When the Colorado River Compact was negotiated by representatives of seven western states at Bishop’s Lodge, near Santa Fe, in 1922, everyone signed the compact except the Arizona delegation. Arizona refrained from ratifying the agreement for 22 years, finally signing it 1944. Arizona wanted a larger allotment of water, even though it was a sparsely populated state.

 

This week in Denver, Arizona Senator and Republican candidate for president, John McCain, echoed his state’s historic discomfort with the original deal by calling for a renegotiation of the compact as a whole, apparently in an effort to give the “lower basin” states, Arizona, California and Nevada, a larger share of the water, at the expense of upper basin states of New Mexico, Colorado, Utah and Wyoming.

 

In response, Colorado U.S. Senator Ken Salazar, a San Luis Valley Democrat, was quoted in the Pueblo Colorado Chieftain this week as saying “Senator McCain’s position on opening up the Colorado River Compact is absolutely wrong and would only happen over my dead body.”

 

Such is the nature of water disputes in the parched American West.

 

What’s behind McCain’s improvident statement? Was it a bid to get more votes in water-troubled, lower basin, big Western states, letting the little guys take the hindmost? And why would he say such a thing now? It seems like a needlessly aggressive and provocative position, one that could cause all involved eons of political and legal grief.

 

It’s not as if regional and state water planners weren’t aware that the compact needs fine tuning. It’s abundantly clear that all seven states have vastly larger populations than they did when the 1920 census was taken. Between 1920 and 2007, Arizona’s population grew from 334,162 to 6,338,348; California’s exploded from 3,426,861 to 36,553,215; and little New Mexico shot up from 360,350 to 1,969,915.

 

The distribution scheme in 1920 was not only calculated on those old numbers, as it had to be, but also on what is now seen as an abnormally wet period in the Colorado watershed.

 

As it stands, all seven states have increasingly urgent needs for the Colorado River water. Southern California for instance, gets some 60 percent of its drinking water from the Colorado. And Arizona cannot grow much more if the Colorado snow pack remains fragile and often inadequate.

 

State, regional and federal water planners reached something of a historic agreement only last year in delicate negotiations over fine-tuning the compact to more practically meet emerging conditions.

 

At the time, President Bush’s Secretary of the Interior Dirk Kempthorne called the historic “Record of Decision” between the seven states “a remarkable consensus.”

 

He called it “the most important agreement among the seven basin states since the original Colorado River Compact of 1922.”

 

The reality of that assessment, of course, remains to be seen. But why would McCain decide to propose a re-do of the compact itself, or even mention it, knowing how inflammatory any call for re-visioning water agreements in the West would be? To overhaul the compact would be akin to renegotiating the U.S. Constitution.

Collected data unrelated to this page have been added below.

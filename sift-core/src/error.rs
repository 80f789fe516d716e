use thiserror::Error;

#[derive(Error, Debug)]
pub enum CoreError {
    #[error("IO error: {0}")]
    Io(#[from] std::io::Error),

    #[error("JSON error: {0}")]
    Json(#[from] serde_json::Error),

    #[error("Invalid configuration: {0}")]
    Config(String),
}

pub type Result<T> = std::result::Result<T, CoreError>;
#[cfg(test)]
mod tests {
    use super::*;
    use async_trait::async_trait;
    use std::collections::HashMap;
    use std::sync::Mutex as StdMutex;

    /// In-memory site that records every requested URL.
    #[derive(Default)]
    struct MapFetcher {
        pages: HashMap<String, String>,
        requests: StdMutex<Vec<String>>,
    }

    impl MapFetcher {
        fn with_page(mut self, url: &str, body: &str) -> Self {
            self.pages.insert(url.to_string(), body.to_string());
            self
        }

        fn requests(&self) -> Vec<String> {
            self.requests.lock().unwrap().clone()
        }
    }

    #[async_trait]
    impl Fetch for MapFetcher {
        async fn fetch(&self, url: &str) -> String {
            self.requests.lock().unwrap().push(url.to_string());
            self.pages.get(url).cloned().unwrap_or_default()
        }
    }

    fn link(url: &str) -> String {
        format!(r#"<a href="{}">link</a>"#, url)
    }

    fn session(fetcher: Arc<MapFetcher>, limits: CrawlLimits) -> CrawlSession {
        CrawlSession::new(fetcher, Arc::new(KeywordScorer::default()), "robot").with_limits(limits)
    }

    fn root_page(body: &str, scorer: &KeywordScorer) -> Page {
        Page::fetched("https://root.test/", body.to_string(), scorer, "robot")
    }

    fn assert_aggregate(node: &CrawlNode, decay: f64) {
        let expected = node.page.score()
            + node
                .children
                .iter()
                .map(|c| decay * c.aggregate_score().unwrap())
                .sum::<f64>();
        assert!((node.aggregate_score().unwrap() - expected).abs() < 1e-6);
        for child in &node.children {
            assert_aggregate(child, decay);
        }
    }

    #[tokio::test]
    async fn test_children_are_capped_and_scored() {
        let mut root_body = String::new();
        for i in 0..150 {
            root_body.push_str(&link(&format!("https://site.test/{}", i)));
        }
        let fetcher = Arc::new(
            MapFetcher::default()
                .with_page("https://site.test/0", "robot")
                .with_page("https://site.test/1", "robot robot"),
        );
        let session = session(fetcher.clone(), CrawlLimits::default());
        let root = root_page(&root_body, session.scorer());

        let mut tree = CrawlTree::build_to_depth(root, 2, &session).await;
        assert_eq!(tree.root.children.len(), 3);
        assert_eq!(tree.root.height(), 2);
        assert_eq!(fetcher.requests().len(), 3);

        let total = tree.compute_total_score();
        assert!((total - (0.0 + 0.6 * 30.0 + 0.6 * 60.0 + 0.0)).abs() < 1e-6);
        assert_aggregate(&tree.root, 0.6);
    }

    #[tokio::test]
    async fn test_no_url_is_fetched_twice() {
        // a <-> b backlinks and both link back to the root
        let root = "https://root.test/";
        let a = "https://a.test/";
        let b = "https://b.test/";
        let fetcher = Arc::new(
            MapFetcher::default()
                .with_page(a, &format!("{}{}{}", link(b), link(root), link(a)))
                .with_page(b, &format!("{}{}", link(a), link(root))),
        );
        let limits = CrawlLimits {
            max_depth: 5,
            ..Default::default()
        };
        let session = session(fetcher.clone(), limits);
        let page = root_page(&format!("{}{}", link(a), link(b)), session.scorer());

        let tree = CrawlTree::build(page, &session).await;

        let requests = fetcher.requests();
        let unique: HashSet<&String> = requests.iter().collect();
        assert_eq!(requests.len(), unique.len());
        assert!(!requests.contains(&root.to_string()));
        assert_eq!(tree.root.len(), 3);
        assert!(session.visited().contains(a));
    }

    #[tokio::test]
    async fn test_depth_never_exceeds_limit() {
        // Every page links to 120 fresh pages
        struct Endless;

        #[async_trait]
        impl Fetch for Endless {
            async fn fetch(&self, url: &str) -> String {
                (0..120)
                    .map(|i| link(&format!("{}/{}", url.trim_end_matches('/'), i)))
                    .collect()
            }
        }

        for max_depth in 1..=4 {
            let limits = CrawlLimits {
                max_depth,
                ..Default::default()
            };
            let session = CrawlSession::new(
                Arc::new(Endless),
                Arc::new(KeywordScorer::default()),
                "robot",
            )
            .with_limits(limits);
            let body = Endless.fetch("https://root.test").await;
            let page = root_page(&body, session.scorer());
            let tree = CrawlTree::build(page, &session).await;
            assert_eq!(tree.max_depth, max_depth);
            assert_eq!(tree.root.height(), max_depth);
            for child in &tree.root.children {
                assert!(child.children.len() <= DEFAULT_MAX_CHILDREN);
            }
        }
    }

    #[tokio::test]
    async fn test_denied_extensions_are_never_fetched() {
        let fetcher = Arc::new(MapFetcher::default());
        let session = session(fetcher.clone(), CrawlLimits::default());
        let body = format!(
            "{}{}{}",
            link("https://a.test/app.js"),
            link("https://a.test/logo.png"),
            link("https://a.test/story")
        );
        let tree = CrawlTree::build_to_depth(root_page(&body, session.scorer()), 2, &session).await;

        assert_eq!(fetcher.requests(), vec!["https://a.test/story".to_string()]);
        assert_eq!(tree.root.children.len(), 1);
    }

    #[tokio::test]
    async fn test_empty_root_is_a_leaf() {
        let fetcher = Arc::new(MapFetcher::default());
        let session = session(fetcher.clone(), CrawlLimits::default());
        let mut tree = CrawlTree::build_to_depth(root_page("", session.scorer()), 3, &session).await;

        assert!(tree.root.children.is_empty());
        assert!(fetcher.requests().is_empty());
        assert_eq!(tree.total(), None);
        assert_eq!(tree.compute_total_score(), 0.0);
    }

    #[tokio::test]
    async fn test_authority_bonus_is_applied_once() {
        let fetcher = Arc::new(MapFetcher::default().with_page("https://a.test/", "robot"));
        let session = session(fetcher, CrawlLimits::default());
        let page = root_page(&format!("robot {}", link("https://a.test/")), session.scorer());
        let mut tree = CrawlTree::build_to_depth(page, 2, &session).await;

        let base = tree.compute_total_score();
        assert!((base - 48.0).abs() < 1e-6);
        assert!((tree.apply_authority_bonus(200.0) - 248.0).abs() < 1e-6);
        assert!((tree.apply_authority_bonus(200.0) - 248.0).abs() < 1e-6);
        // Recomputing keeps the bonus without decaying it
        assert!((tree.compute_total_score() - 248.0).abs() < 1e-6);
        assert_eq!(tree.root.page.score(), 30.0);
    }

    #[tokio::test(start_paused = true)]
    async fn test_deadline_abandons_fetches() {
        struct Slow;

        #[async_trait]
        impl Fetch for Slow {
            async fn fetch(&self, _url: &str) -> String {
                tokio::time::sleep(std::time::Duration::from_secs(30)).await;
                "robot".to_string()
            }
        }

        let deadline = Instant::now() + std::time::Duration::from_secs(1);
        let session = CrawlSession::new(
            Arc::new(Slow),
            Arc::new(KeywordScorer::default()),
            "robot",
        )
        .with_deadline(Some(deadline));
        let page = root_page(&link("https://a.test/"), session.scorer());
        let mut tree = CrawlTree::build_to_depth(page, 3, &session).await;

        assert!(session.is_expired());
        assert!(tree.root.children.is_empty());
        assert_eq!(tree.compute_total_score(), 0.0);
    }
}
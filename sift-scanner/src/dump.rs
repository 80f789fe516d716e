//! Depth-indented rendering of a scored crawl tree, for diagnostics.

use crate::crawler::{CrawlNode, CrawlTree};

/// Render `tree` as nested parentheses, one node per line:
///
/// ```text
/// (https://root.test/,84.0 [llm:2, robot:1]
///   (https://a.test/,30.0 [robot:1])
/// )
/// ```
///
/// Scores read `0.0` for nodes that were never aggregated.
pub fn format_tree(tree: &CrawlTree) -> String {
    let mut out = String::new();
    write_node(&tree.root, &mut out);
    out
}

fn write_node(node: &CrawlNode, out: &mut String) {
    let indent = "  ".repeat(node.depth.saturating_sub(1));
    out.push_str(&format!(
        "{}({},{:.1}",
        indent,
        node.page.url(),
        node.aggregate_score().unwrap_or_default()
    ));

    let stats = node
        .page
        .hits()
        .iter()
        .map(|hit| format!("{}:{}", hit.term, hit.count))
        .collect::<Vec<_>>()
        .join(", ");
    if !stats.is_empty() {
        out.push_str(&format!(" [{}]", stats));
    }

    if node.children.is_empty() {
        out.push_str(")\n");
        return;
    }

    out.push('\n');
    for child in &node.children {
        write_node(child, out);
    }
    out.push_str(&indent);
    out.push_str(")\n");
}
use crate::score::{KeywordHit, KeywordScorer, ScoreBreakdown};
use scraper::{Html, Node};

/// Elements whose text never reaches a reader.
const HIDDEN_ELEMENTS: &[&str] = &["script", "style", "noscript", "template"];

/// One fetched page and its keyword score.
///
/// The score is computed once, at construction, from the readable text of
/// the body. Neither changes afterwards.
#[derive(Debug, Clone)]
pub struct Page {
    url: String,
    title: String,
    raw_text: String,
    breakdown: ScoreBreakdown,
}

impl Page {
    /// A page reached by following a link: scored from its body alone.
    pub fn fetched(url: &str, raw_text: String, scorer: &KeywordScorer, user_term: &str) -> Self {
        let breakdown = scorer.score(&readable_text(&raw_text), user_term);
        Self {
            url: url.to_string(),
            title: String::new(),
            raw_text,
            breakdown,
        }
    }

    /// A search hit: the body is appended to the title and snippet before
    /// scoring, so an empty body still leaves title and snippet scored.
    pub fn candidate(
        url: &str,
        title: &str,
        snippet: &str,
        raw_text: String,
        scorer: &KeywordScorer,
        user_term: &str,
    ) -> Self {
        let body = readable_text(&raw_text);
        let scored: Vec<&str> = [title, snippet, body.as_str()]
            .into_iter()
            .filter(|part| !part.is_empty())
            .collect();
        let breakdown = scorer.score(&scored.join(" "), user_term);
        Self {
            url: url.to_string(),
            title: title.to_string(),
            raw_text,
            breakdown,
        }
    }

    pub fn url(&self) -> &str {
        &self.url
    }

    pub fn title(&self) -> &str {
        &self.title
    }

    pub fn raw_text(&self) -> &str {
        &self.raw_text
    }

    pub fn score(&self) -> f64 {
        self.breakdown.total
    }

    pub fn ai_count(&self) -> u32 {
        self.breakdown.ai_count
    }

    pub fn user_count(&self) -> u32 {
        self.breakdown.user_count
    }

    pub fn hits(&self) -> &[KeywordHit] {
        &self.breakdown.hits
    }

    pub fn breakdown(&self) -> &ScoreBreakdown {
        &self.breakdown
    }

    /// Character count of the body's readable text.
    pub fn content_length(&self) -> usize {
        readable_text(&self.raw_text).chars().count()
    }
}

/// Visible text of a body. Markup is parsed and hidden elements dropped;
/// bodies without markup are returned whitespace-normalised.
pub fn readable_text(body: &str) -> String {
    if !body.contains('<') {
        return normalise_whitespace(body);
    }

    let document = Html::parse_document(body);
    let mut parts: Vec<&str> = Vec::new();
    for node in document.tree.nodes() {
        let Node::Text(text) = node.value() else {
            continue;
        };
        let hidden = node
            .parent()
            .and_then(|parent| parent.value().as_element().map(|e| e.name().to_string()))
            .is_some_and(|name| HIDDEN_ELEMENTS.contains(&name.as_str()));
        if !hidden {
            parts.push(text);
        }
    }
    normalise_whitespace(&parts.join(" "))
}

fn normalise_whitespace(text: &str) -> String {
    text.split_whitespace().collect::<Vec<_>>().join(" ")
}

It would take decades to sort out.

 

The 2007 Record of Decision signed by the seven states fully recognizes the severity of the current drought and its impact on the snow pack in the Rocky Mountain National Park, and the water shed for the Colorado River.

 

According to the Department of Interior, the Record of Decision “adopts four key elements of river management”:

 

  • Guidelines “establish rules for shortages – specifying who will take reductions and when they take them.”

 

  • New “operational rules for Lake Powell and Lake Mead will allow the two massive reservoirs to rise and fall in tandem, thereby better sharing the risk of drought.” Lake Powell stores water for upper basin states, and Lake Mead stores water for Southern California and Nevada. Arizona gets its water directly from the Colorado River via the Central Arizona Project which diverts water near Lake Havasu City.

 

  • The new guidelines also set rules for distributing surpluses, if ample runoff ever returns to the region.

 

  • Lastly, the Record of Decision addresses “the ongoing drought by encouraging new initiatives for water conservation,” like allowing water users to get future credits for not using water in Lake Mead, a huge departure from the traditional use it or lose it view of water management. Cities can also deal with farmers to temporarily leave fields fallow in times of grave water shortages without having to sell their water rights. This is another major departure from the past.

 

So why is John McCain putting a burr under everyone’s saddle blanket over the Colorado Compact now?

 

It must be, in part, that his political strategists understand that putting the fantasy of renegotiating the Colorado River Compact in the minds of California voters will be a strong campaign tactic, forcing perhaps Sen. Obama to try to explain in rebuttal the complicated realities of the Record of Decision the seven states already agreed to last year.

 

Once again, politics rides the coattails of make-believe as it smokescreens reality, then blows it away.